AIM OF THE TASK - Only one stretch of the data is wanted: the line containing "let key = read_stream_key(&mut", the line containing "if !verify_record(&key, &record)", and every line between them, copied exactly.

Items listed in a dataset -

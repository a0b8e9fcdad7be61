// Copyright (c) 2026 Quorumcast
// Licensed under the Apache License, Version 2.0 (the "License");
// you may not use this file except in compliance with the License.
// You may obtain a copy of the License at
//     http://www.apache.org/licenses/LICENSE-2.0
// Unless required by applicable law or agreed to in writing, software
// distributed under the License is distributed on an "AS IS" BASIS,
// WITHOUT WARRANTIES OR CONDITIONS OF ANY KIND, either express or implied.
// See the License for the specific language governing permissions and
// limitations under the License.

#![forbid(unsafe_code)]

//! Verify a signed proof stream: every record's path must fold back to
//! its root and the root signature must check under the stream key.
//! Records are self-contained, so any ordering verifies.
//!
//! Usage: `proof_verifier [in_file]` (default `tx_data/signed_proof.tx`).

use std::fs;
use std::io::BufReader;
use std::path::PathBuf;

use anyhow::{bail, Context, Result};

use quorumcast::core::merkle::pipeline::{read_record, read_stream_key, verify_record};

fn main() -> Result<()> {
    let in_path = PathBuf::from(
        std::env::args()
            .nth(1)
            .unwrap_or_else(|| "tx_data/signed_proof.tx".to_string()),
    );

    let file =
        fs::File::open(&in_path).with_context(|| format!("opening {}", in_path.display()))?;
    let mut reader = BufReader::new(file);

    let key = read_stream_key(&mut reader).context("reading stream key")?;

    let mut index = 0usize;
    while let Some(record) = read_record(&mut reader).context("reading record")? {
        if !verify_record(&key, &record) {
            bail!("record {index}: verification failed");
        }
        index += 1;
    }

    println!("all correct ({index} records)");
    Ok(())
}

SOLUTION FOR THIS PROBLEM -
    let key = read_stream_key(&mut reader).context("reading stream key")?;

    let mut index = 0usize;
    while let Some(record) = read_record(&mut reader).context("reading record")? {
        if !verify_record(&key, &record) {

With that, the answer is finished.